The funds are from America’s Seed Fund, powered by the National Science Foundation (NSF) Small Business Innovation Research/Small Business Technology Transfer (SBIR/STTR) program, and the Invest Michigan's University Commercialization Fund (UCF).
Yap says, "these funds will be used to support commercialization of high-brightness fluorophores, chemical compounds that can re-emit light upon light excitement, for use in multi- color flow cytometry, a laser-based fluorescence technique for medical diagnostics and analysis.”
StabiLux was awarded a $600,000 grant from NSF-STTR phase II to commercialize this innovative technology by conducting research and development for biomedical applications.
The Invest Michigan UCF provides funding to early-stage companies for the commercialization of technologies originating from Michigan's 15 public universities.
Yap says the new funding will help mature and de-risk the technology, making the company a more attractive strategic partner.
StabiLux is one of a growing number of high-tech startups that are thriving in the UP technology marketplace known as Innovation Shore.
"Prior support from programs managed by the Michigan Economic Development Corporation Michigan Translational Research and Commercialization Program (MTRAC), Technology Transfer Network (T3N), Michigan Emerging Technologies Fund (ETF), Business Accelerator Fund (BAF) and the Small Company Innovation Program/Technology and Commercialization Assistance (SCIP/TCA), have contributed to the company's success,” says Yap.
Commercialization of Research
“The StabiLux startup path supports Michigan Tech's commercialization strategy that emphasizes milestone-based development and customer discovery as the new go-to model for successfully commercializing University research discoveries," he added.
The UCF, MTRAC, T3N, BAF and SCIPTAC programs are funded by the Michigan Strategic Fund with program oversight by the Michigan Economic Development Corporation.

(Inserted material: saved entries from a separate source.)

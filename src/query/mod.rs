//! NL/SQL template pairs under progressive instantiation.
//!
//! A [`Query`] owns the token streams of one template pair. Slots are filled
//! one at a time by [`Query::fill_slot`], each call producing the sibling
//! queries to recurse into. Before expansion, [`Query::create_join_placeholders`]
//! and [`Query::create_argmin_max`] derive structural variants; after the last
//! slot is filled, [`Query::resolve`] turns the marker functions
//! (`COUNT_COND`, `JOIN_COL`, `JOIN_FROM`, `JOIN_WHERE`, `argmax`, `argmin`)
//! into plain SQL.
//!
//! Branches are independent values: a sibling is a clone of its parent's
//! token streams and variables, while the schema and settings are borrowed
//! through a [`FillContext`].

mod dictionary;
mod error;
mod fill;
mod literals;
mod phrases;
mod resolve;
mod slot;
mod structure;

pub use dictionary::{DictionaryError, SlotDictionary};
pub use error::Rejection;
pub use fill::{FillContext, Resolution};
pub use literals::compares_non_numeric_literal;
pub use phrases::{PhraseError, PhraseTables, ARG_FUNCTIONS, FUNCTIONS, OPERATORS};
pub use slot::{first_slot, has_slot, SlotKind};

use std::collections::BTreeMap;

use crate::sql::{is_groupable, parens_balanced, replace_in_tokens, tokenize_nl, tokenize_sql};

/// One NL/SQL template pair.
#[derive(Debug, Clone, PartialEq)]
pub struct Query {
    pub nl_tokens: Vec<String>,
    pub sql_tokens: Vec<String>,

    /// Expansion depth used for pruning. Only ever increases.
    pub layer: f64,

    /// Whether a GROUP BY variant may be derived from this query.
    pub groupable: bool,

    /// Table bound to the first filled `{ENT}` slot.
    pub main_entity: Option<String>,

    /// Token streams with literal values, set by literal substitution.
    pub nl_tokens_filled: Option<Vec<String>>,
    pub sql_tokens_filled: Option<Vec<String>>,

    /// Placeholder name to literal, e.g. `var1` → `Everest`.
    pub variables: BTreeMap<String, String>,
}

impl Query {
    pub fn new(nl: &str, sql: &str) -> Self {
        Self {
            nl_tokens: tokenize_nl(nl),
            sql_tokens: tokenize_sql(sql),
            layer: 1.0,
            groupable: is_groupable(sql),
            main_entity: None,
            nl_tokens_filled: None,
            sql_tokens_filled: None,
            variables: BTreeMap::new(),
        }
    }

    pub fn with_layer(mut self, layer: f64) -> Self {
        self.layer = layer;
        self
    }

    /// NL text; underscores render as spaces.
    pub fn nl(&self) -> String {
        self.nl_tokens.join(" ").replace('_', " ")
    }

    pub fn sql(&self) -> String {
        self.sql_tokens.join(" ")
    }

    pub fn filled_nl(&self) -> Option<String> {
        self.nl_tokens_filled
            .as_ref()
            .map(|tokens| tokens.join(" ").replace('_', " "))
    }

    pub fn filled_sql(&self) -> Option<String> {
        self.sql_tokens_filled.as_ref().map(|tokens| tokens.join(" "))
    }

    /// Whether any slot remains in either token stream.
    pub fn has_slots(&self) -> bool {
        self.nl_tokens.iter().chain(&self.sql_tokens).any(|t| has_slot(t))
    }

    /// Checks a query must pass before post-processing.
    pub fn check_terminal(&self) -> Result<(), Rejection> {
        if self.has_slots() {
            return Err(Rejection::UnresolvedSlots(format!(
                "{} | {}",
                self.nl(),
                self.sql()
            )));
        }
        let (nl, sql) = (self.nl(), self.sql());
        if !parens_balanced(&nl) || !parens_balanced(&sql) {
            return Err(Rejection::MalformedTemplate(format!(
                "unbalanced parentheses in: {nl} | {sql}"
            )));
        }
        Ok(())
    }

    /// Whether `table` already occurs in the SQL, bare or as a qualifier.
    pub fn uses_table(&self, table: &str) -> bool {
        let qualified = format!("{table}.");
        self.sql_tokens
            .iter()
            .any(|t| t == table || t.starts_with(&qualified))
    }

    pub(crate) fn replace_nl(&mut self, needle: &str, substring: &str, standalone: &str) {
        replace_in_tokens(&mut self.nl_tokens, needle, substring, standalone);
    }

    pub(crate) fn replace_sql(&mut self, needle: &str, substring: &str, standalone: &str) {
        replace_in_tokens(&mut self.sql_tokens, needle, substring, standalone);
    }

    /// Replace `needle` by the same text in both streams.
    pub(crate) fn replace_both(&mut self, needle: &str, value: &str) {
        self.replace_nl(needle, value, value);
        self.replace_sql(needle, value, value);
    }
}

impl std::fmt::Display for Query {
    fn fmt(&self, f: &mut std::fmt::Formatter<'_>) -> std::fmt::Result {
        write!(f, "{}", self.sql())
    }
}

America’s Seed Fund, powered by the NSF, provides funding for research and development, helping small businesses move innovations out of the lab and into the marketplace and transforming scientific discovery into products and services with commercial and societal impact.

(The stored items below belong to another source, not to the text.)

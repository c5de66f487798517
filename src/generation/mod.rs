//! Corpus generation: the recursive expansion driver.
//!
//! ```text
//! template line ──► Query ──► join / argmax variants
//!                               │
//!                               ▼
//!                  expand: fill one slot, recurse per sibling
//!                               │ (no slot left)
//!                               ▼
//!     emit: resolve ─► literals ─► validate ─► paraphrase ─► canonicalize ─► label
//! ```
//!
//! Every failure below the template level is a [`Rejection`]: logged, and
//! the branch contributes no samples.

mod emit;
mod output;
mod sample;
mod template;

pub use output::OutputFiles;
pub use sample::{Sample, SampleRecord};
pub use template::{read_templates, split_template, verify_template};

use std::collections::BTreeSet;
use std::path::PathBuf;

use rand::rngs::StdRng;
use rand::seq::SliceRandom;
use rand::{Rng, SeedableRng};
use regex::Regex;

use crate::config::{GenerationSettings, Settings, SettingsError};
use crate::db::{Database, DatabaseError, SqliteDatabase};
use crate::paraphrase::{NoParaphrase, ParaphraseError, Paraphraser, PpdbParaphraser};
use crate::query::{
    has_slot, DictionaryError, FillContext, PhraseError, PhraseTables, Query, Rejection,
    Resolution, SlotDictionary,
};
use crate::schema::{CanonicalSchema, Schema, SchemaError};
use crate::sql::{tokenize_nl, tokenize_sql};

#[derive(Debug, thiserror::Error)]
pub enum GenerationError {
    #[error("Settings error: {0}")]
    Settings(#[from] SettingsError),

    #[error("Schema error: {0}")]
    Schema(#[from] SchemaError),

    #[error("Dictionary error: {0}")]
    Dictionary(#[from] DictionaryError),

    #[error("Phrase table error: {0}")]
    Phrase(#[from] PhraseError),

    #[error("Paraphraser error: {0}")]
    Paraphrase(#[from] ParaphraseError),

    #[error("Database error: {0}")]
    Database(#[from] DatabaseError),

    #[error("Invalid type tag pattern: {0}")]
    Pattern(#[from] regex::Error),

    #[error("IO error on {path}: {source}")]
    Io {
        path: PathBuf,
        source: std::io::Error,
    },

    #[error("Nothing to write: no samples generated")]
    Empty,
}

pub type GenerationResult<T> = Result<T, GenerationError>;

/// Owns the inputs of one run and accumulates its corpus.
pub struct Generator {
    settings: GenerationSettings,
    schema: Schema,
    canonical: CanonicalSchema,
    dictionary: SlotDictionary,
    phrases: PhraseTables,
    paraphraser: Box<dyn Paraphraser>,
    database: Option<Box<dyn Database>>,
    rng: StdRng,
    /// Matches `TYPE@n` literal placeholders, longest type tag first.
    placeholders: Regex,
    samples: Vec<Sample>,
    records: Vec<SampleRecord>,
}

impl Generator {
    pub fn new(
        settings: GenerationSettings,
        schema: Schema,
        dictionary: SlotDictionary,
    ) -> GenerationResult<Self> {
        let placeholders = placeholder_pattern(&schema.types_by_length())?;
        Ok(Self {
            rng: StdRng::seed_from_u64(settings.seed),
            canonical: schema.canonical(),
            settings,
            schema,
            dictionary,
            phrases: PhraseTables::default(),
            paraphraser: Box::new(NoParaphrase),
            database: None,
            placeholders,
            samples: Vec::new(),
            records: Vec::new(),
        })
    }

    /// Load schema, dictionary, phrase tables, paraphraser and database as
    /// configured.
    pub fn from_settings(settings: &Settings) -> GenerationResult<Self> {
        let mut generation = settings.generation.clone();
        generation.apply_toy_mode();
        generation.validate()?;
        let db = generation.db.clone();

        let schema = Schema::from_file(settings.paths.schema_path(&db)?)?;
        let dictionary = match settings.paths.dictionary_path()? {
            Some(path) => SlotDictionary::from_file(path)?,
            None => SlotDictionary::new(),
        };
        let mut phrases = PhraseTables::default();
        if let Some(path) = settings.paths.adjectives_path()? {
            phrases = phrases.with_adjectives_from_file(path)?;
        }

        let needs_database = generation.fill_literals || generation.validate;
        let database = if needs_database {
            let db_dir = settings.paths.db_dir(&db)?;
            Some(SqliteDatabase::open_dir(db_dir, &schema)?)
        } else {
            None
        };

        let mut generator = Self::new(generation, schema, dictionary)?.with_phrases(phrases);
        if let Some(path) = settings.ppdb_path()? {
            generator = generator.with_paraphraser(PpdbParaphraser::from_file(path, &settings.paraphrase)?);
        }
        if let Some(database) = database {
            generator = generator.with_database(database);
        }
        Ok(generator)
    }

    pub fn with_phrases(mut self, phrases: PhraseTables) -> Self {
        self.phrases = phrases;
        self
    }

    pub fn with_paraphraser(mut self, paraphraser: impl Paraphraser + 'static) -> Self {
        self.paraphraser = Box::new(paraphraser);
        self
    }

    pub fn with_database(mut self, database: impl Database + 'static) -> Self {
        self.database = Some(Box::new(database));
        self
    }

    pub fn settings(&self) -> &GenerationSettings {
        &self.settings
    }

    pub fn schema(&self) -> &Schema {
        &self.schema
    }

    /// De-duplicated, sorted samples of the last run.
    pub fn samples(&self) -> &[Sample] {
        &self.samples
    }

    /// JSON records, one per emitted paraphrase.
    pub fn records(&self) -> &[SampleRecord] {
        &self.records
    }

    // ========================================================================
    // Driver
    // ========================================================================

    /// Expand every template line into the corpus.
    ///
    /// Lines failing [`verify_template`] are logged and skipped. Returns the
    /// number of unique samples.
    pub fn generate_from_input<'l>(&mut self, lines: impl IntoIterator<Item = &'l str>) -> usize {
        self.samples.clear();
        self.records.clear();
        let table_count = self.schema.tables().len();

        for line in lines {
            if let Err(rejection) = verify_template(line) {
                rejection.log("template skipped");
                continue;
            }
            let Some((nl_parts, sql)) = split_template(line) else {
                continue;
            };
            let before = self.samples.len();

            for nl in nl_parts {
                let mut original = Query::new(nl, sql);
                tracing::debug!(nl = %original.nl(), "generating from template");

                let mut queries = original.create_join_placeholders(&self.settings, table_count);
                queries.extend(original.create_argmin_max(&self.settings));

                for query in queries {
                    let mut samples = Vec::new();
                    self.expand(query, &mut samples, 0);
                    tracing::debug!(count = samples.len(), total = self.samples.len() + samples.len(), "expanded");
                    self.samples.extend(samples);
                }
            }
            tracing::info!(count = self.samples.len() - before, "total count for template");
        }

        self.finish();
        self.samples.len()
    }

    /// Expand the templates of every configured template file.
    pub fn generate_from_files(&mut self, paths: &[PathBuf]) -> GenerationResult<usize> {
        let mut lines = Vec::new();
        for path in paths {
            tracing::info!(path = %path.display(), "reading templates");
            lines.extend(read_templates(path).map_err(|source| GenerationError::Io {
                path: path.clone(),
                source,
            })?);
        }
        Ok(self.generate_from_input(lines.iter().map(String::as_str)))
    }

    /// Fill one slot and recurse into every sibling, depth first.
    fn expand(&mut self, query: Query, samples: &mut Vec<Sample>, depth: usize) {
        if samples.len() >= self.settings.query_bound {
            return;
        }
        if depth > self.settings.max_depth {
            Rejection::DepthExceeded(self.settings.max_depth).log(&query.nl());
            return;
        }

        let mut order: Vec<usize> = query
            .nl_tokens
            .iter()
            .enumerate()
            .filter(|(_, t)| has_slot(t))
            .map(|(i, _)| i)
            .collect();
        if order.is_empty() {
            self.finish_query(query, samples, depth);
            return;
        }
        order.shuffle(&mut self.rng);

        let mut query = query;
        for idx in order {
            let token = query.nl_tokens[idx].clone();
            let ctx = FillContext {
                schema: &self.schema,
                settings: &self.settings,
                dictionary: &self.dictionary,
                phrases: &self.phrases,
            };
            match query.fill_slot(&token, &ctx, &mut self.rng) {
                Ok(Resolution::Expanded(children)) => {
                    for child in children {
                        self.expand(child, samples, depth + 1);
                    }
                    return;
                }
                Ok(Resolution::Deferred(unchanged)) => query = unchanged,
                Err(rejection) => {
                    rejection.log(&token);
                    return;
                }
            }
        }
        Rejection::Stalled(query.nl()).log(&query.sql());
    }

    /// Emit a terminal query, then maybe derive its GROUP BY variant.
    fn finish_query(&mut self, query: Query, samples: &mut Vec<Sample>, depth: usize) {
        let group_by = match (&query.main_entity, query.groupable) {
            (Some(entity), true) => Some(group_by_variant(&query, entity)),
            _ => None,
        };

        let context = query.sql();
        if let Err(rejection) = self.emit(query, samples) {
            rejection.log(&context);
        }

        if let Some(variant) = group_by {
            if self.rng.random::<f64>() < self.settings.group_by_probability() {
                self.expand(variant, samples, depth + 1);
            }
        }
    }

    fn finish(&mut self) {
        let generated = self.samples.len();
        tracing::info!(generated, "total count generated from all templates");

        self.samples.sort();
        self.samples.dedup();
        tracing::info!(removed = generated - self.samples.len(), "removed duplicates");

        let nl: BTreeSet<&str> = self.samples.iter().map(|s| s.nl.as_str()).collect();
        let sql: BTreeSet<&str> = self.samples.iter().map(|s| s.sql.as_str()).collect();
        tracing::info!(unique_nl = nl.len(), unique_sql = sql.len(), "unique queries");
        if !sql.is_empty() {
            let average = nl.len() as f64 / sql.len() as f64;
            tracing::info!(average, "paraphrases on average for each SQL query");
        }
    }
}

/// `{groupByToken} E.{COL4} <nl>` / `SELECT E.{COL4} , <select list…> GROUP BY E.{COL4}`.
fn group_by_variant(query: &Query, entity: &str) -> Query {
    let sql = query.sql();
    let rest = sql.strip_prefix("SELECT ").unwrap_or(&sql);
    let nl = format!("{{groupByToken}} {entity}.{{COL4}} {}", query.nl());
    let sql = format!("SELECT {entity}.{{COL4}} , {rest} GROUP BY {entity}.{{COL4}}");

    let mut variant = query.clone();
    variant.nl_tokens = tokenize_nl(&nl);
    variant.sql_tokens = tokenize_sql(&sql);
    variant.groupable = false;
    variant
}

/// Regex matching `TYPE@n` for the given type tags, in the order given.
fn placeholder_pattern(types: &[&str]) -> Result<Regex, regex::Error> {
    let alternatives: Vec<String> = types.iter().map(|t| regex::escape(t)).collect();
    Regex::new(&format!(r"(?:{})@\d+", alternatives.join("|")))
}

The business development of StabiLux is supported by Steve Tokarz, current CEO-in- residence, and a seasoned entrepreneur working as a mentor-in-residence through Michigan Tech’s Office of Innovation and Commercialization. Nazmiye Yapici, former Michigan Tech graduate student in chemistry, serves as principle chemist and leads product development. Jon Leinonen from Michigan Tech’s School of Business and Economics provides business development expertise based on his past experience with finance, startups and technical incubators.
StabiLux Biosciences will commercialize their high-brightness fluorophores under the registered trademark of NovoLux.

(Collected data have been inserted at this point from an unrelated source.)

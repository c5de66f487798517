//! Post-processing of terminal queries into samples.

use super::{Generator, Sample, SampleRecord};
use crate::canonical::canonicalize;
use crate::query::{Query, Rejection};
use crate::sql::{sql_label, tokenize_nl, tokenize_sql};

impl Generator {
    /// Resolve, fill, validate, paraphrase and canonicalize one terminal
    /// query, appending one sample per paraphrase.
    pub(super) fn emit(&mut self, mut query: Query, samples: &mut Vec<Sample>) -> Result<(), Rejection> {
        query.check_terminal()?;
        query.resolve(&self.schema)?;

        if self.settings.fill_literals {
            let database = self.database.as_deref().ok_or(Rejection::NoLiteralSource)?;
            query.replace_values(database, &mut self.rng)?;
        }

        if self.settings.validate {
            let sql = self
                .placeholders
                .replace_all(&query.sql(), "\"placeholder\"")
                .into_owned();
            match self.database.as_deref() {
                Some(database) => database
                    .validate(&sql)
                    .map_err(|e| Rejection::ValidationFailed(format!("{sql}: {e}")))?,
                None => tracing::warn!("validation requested without a database"),
            }
        }

        let (nl_tokens, sql) = match (&query.nl_tokens_filled, query.filled_sql()) {
            (Some(nl), Some(sql)) if self.settings.fill_literals => (nl.clone(), sql),
            _ => (query.nl_tokens.clone(), query.sql()),
        };
        let paraphrases = self.paraphraser.paraphrases(&nl_tokens, &mut self.rng);

        let sql = if self.settings.no_canonical {
            sql
        } else {
            canonicalize(&sql, &self.canonical, &query.variables)
        };
        let sql = self.placeholders.replace_all(&sql, "\"value\"").into_owned();

        let label_sql = sql.replace('\'', "");
        let label = sql_label(&label_sql).map_err(|e| Rejection::Unlabelable {
            sql: label_sql.clone(),
            reason: e.to_string(),
        })?;

        let mut query_no_value = sql.clone();
        for value in query.variables.values().filter(|v| !v.is_empty()) {
            query_no_value = query_no_value.replace(value.as_str(), "value");
        }
        let query_no_value = query_no_value.replace("\"value\"", "value");

        for paraphrase in paraphrases {
            let question = self.placeholders.replace_all(&paraphrase, "value").into_owned();
            self.records.push(SampleRecord {
                db_id: self.settings.db.clone(),
                query: sql.clone(),
                query_no_value: query_no_value.clone(),
                query_toks: tokenize_sql(&sql),
                query_toks_no_value: tokenize_sql(&query_no_value),
                question_toks: tokenize_nl(&question),
                question: question.clone(),
                sql: label.clone(),
                variables: query.variables.clone(),
            });
            samples.push(Sample::new(question, sql.clone()));
        }
        Ok(())
    }
}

Michigan Technological University is a public research university, home to more than 7,000 students from 54 countries. Founded in 1885, the University offers more than 120 undergraduate and graduate degree programs in science and technology, engineering, forestry, business and economics, health professions, humanities, mathematics, and social sciences. Our campus in Michigan’s Upper Peninsula overlooks the Keweenaw Waterway and is just a few miles from Lake Superior.